Jeffrey Schweers, Senior Writer, Tallahassee Democrat. President Trump’s announcement this week to place a 30 percent tariff on foreign-made solar cells and modules imported to the U.S. won’t impact the cost of building a second solar farm for Tallahassee’s electric utility customers.
“We first heard about the possibility of a tariff back in July or August of last year,” said David Byrne, electric utility general manager for the city.

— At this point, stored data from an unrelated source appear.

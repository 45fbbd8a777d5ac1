use std::collections::HashMap;
use std::sync::Arc;

use parking_lot::RwLock;

use crate::domain::MultiVersionEndpoint;

/// Sink for routes discovered from the registry. The event loop registers a
/// `(method, pattern)` exactly once, when the endpoint table reports that
/// the entry was newly created.
pub trait RouteRegistrar: Send + Sync {
    fn register_route(&self, method: &str, pattern: &str, mv: Arc<MultiVersionEndpoint>);
}

#[derive(Debug, Clone, PartialEq, Eq)]
enum Segment {
    Literal(String),
    Param(String),
    Wildcard,
}

struct CompiledRoute {
    pattern: String,
    segments: Vec<Segment>,
    mv: Arc<MultiVersionEndpoint>,
}

/// Dynamic method/pattern matcher behind the catch-all axum handler.
///
/// axum's own router is immutable once built; registry events arrive while
/// serving, so route matching lives here behind a short read lock. Patterns
/// use `:name` segments for parameters and a trailing `*` to swallow the
/// rest of the path.
#[derive(Default)]
pub struct PatternRouter {
    by_method: RwLock<HashMap<String, Vec<CompiledRoute>>>,
}

impl PatternRouter {
    #[must_use]
    pub fn new() -> Self {
        Self::default()
    }

    /// Match a request against the registered patterns, earliest
    /// registration first. Returns the endpoint set and the captured path
    /// parameters.
    #[must_use]
    pub fn match_route(
        &self,
        method: &str,
        path: &str,
    ) -> Option<(Arc<MultiVersionEndpoint>, HashMap<String, String>)> {
        let by_method = self.by_method.read();
        let routes = by_method.get(&method.to_uppercase())?;
        let parts: Vec<&str> = split_path(path);
        for route in routes {
            if let Some(params) = match_segments(&route.segments, &parts) {
                return Some((route.mv.clone(), params));
            }
        }
        None
    }

    /// Number of registered `(method, pattern)` routes.
    #[must_use]
    pub fn route_count(&self) -> usize {
        self.by_method.read().values().map(Vec::len).sum()
    }
}

impl RouteRegistrar for PatternRouter {
    fn register_route(&self, method: &str, pattern: &str, mv: Arc<MultiVersionEndpoint>) {
        let compiled = CompiledRoute {
            pattern: pattern.to_string(),
            segments: compile(pattern),
            mv,
        };
        let mut by_method = self.by_method.write();
        let routes = by_method.entry(method.to_uppercase()).or_default();
        match routes.iter_mut().find(|r| r.pattern == pattern) {
            Some(existing) => *existing = compiled,
            None => routes.push(compiled),
        }
    }
}

fn compile(pattern: &str) -> Vec<Segment> {
    split_path(pattern)
        .into_iter()
        .map(|part| {
            if part == "*" {
                Segment::Wildcard
            } else if let Some(name) = part.strip_prefix(':') {
                Segment::Param(name.to_string())
            } else {
                Segment::Literal(part.to_string())
            }
        })
        .collect()
}

fn split_path(path: &str) -> Vec<&str> {
    path.split('/').filter(|part| !part.is_empty()).collect()
}

fn match_segments(segments: &[Segment], parts: &[&str]) -> Option<HashMap<String, String>> {
    let mut params = HashMap::new();
    let mut index = 0;
    for segment in segments {
        match segment {
            Segment::Wildcard => return Some(params),
            Segment::Literal(literal) => {
                if parts.get(index) != Some(&literal.as_str()) {
                    return None;
                }
            }
            Segment::Param(name) => {
                let part = parts.get(index)?;
                params.insert(name.clone(), (*part).to_string());
            }
        }
        index += 1;
    }
    (index == parts.len()).then_some(params)
}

The tariff was imposed to protect domestic producers of solar cells and modules from vastly cheaper foreign products, especially from companies in China that were heavily subsidized by the government.
Imports grew by about 500 percent from 2012 to 2016, according to a White House fact sheet, and prices fell by 60 percent, leading most U.S. producers to stop production and move their factories to other countries or declare bankruptcy.
Knowing the tariff was coming, city utility administrators reached out to Origis Energy USA, the Miami-based company hired by the city to build its first solar farm. The 20-megawatt facility on 120 acres of Tallahassee International Airport land south of the runways will generate 37 million kilowatts of power or about 2 percent of the city’s power supply.
Origis was in negotiations with the city to build a second and larger 40-watt farm on land west of the runways when the tariff was first floated.
Origis bought panels from the first farm from First Solar, another U.S. company. They said they’d prepared for the eventuality of a tariff by securing an additional order of U.S. manufactured solar panels from the same company ahead of time, said Johan Vanhee, Origis managing director for operations and business.
“We have indeed secured about 595 MW of tariff risk free solar panels … and hence the recent tariff decision by the Trump administration will not impact the economics nor timing of the Tallahassee phase II project and hence the rate of the City’s rate payers and Solar Program subscibers,” Vanhee said.
The city’s first solar farm went online Jan. 1, generating enough power for 3,400 homes.
The second farm is still awaiting FAA approval for a glare analysis, Byrne said.
“We have had to look at a couple of scenarios or layouts,” he said. “When we get approval and I believe we will because it will meet their criteria, then we will be ready to complete the contract with Origis and go forward.”
The city anticipates completion of the project by the end of 2019. It will generate an additional 100 million kilowatts of power for about 7,000 homes.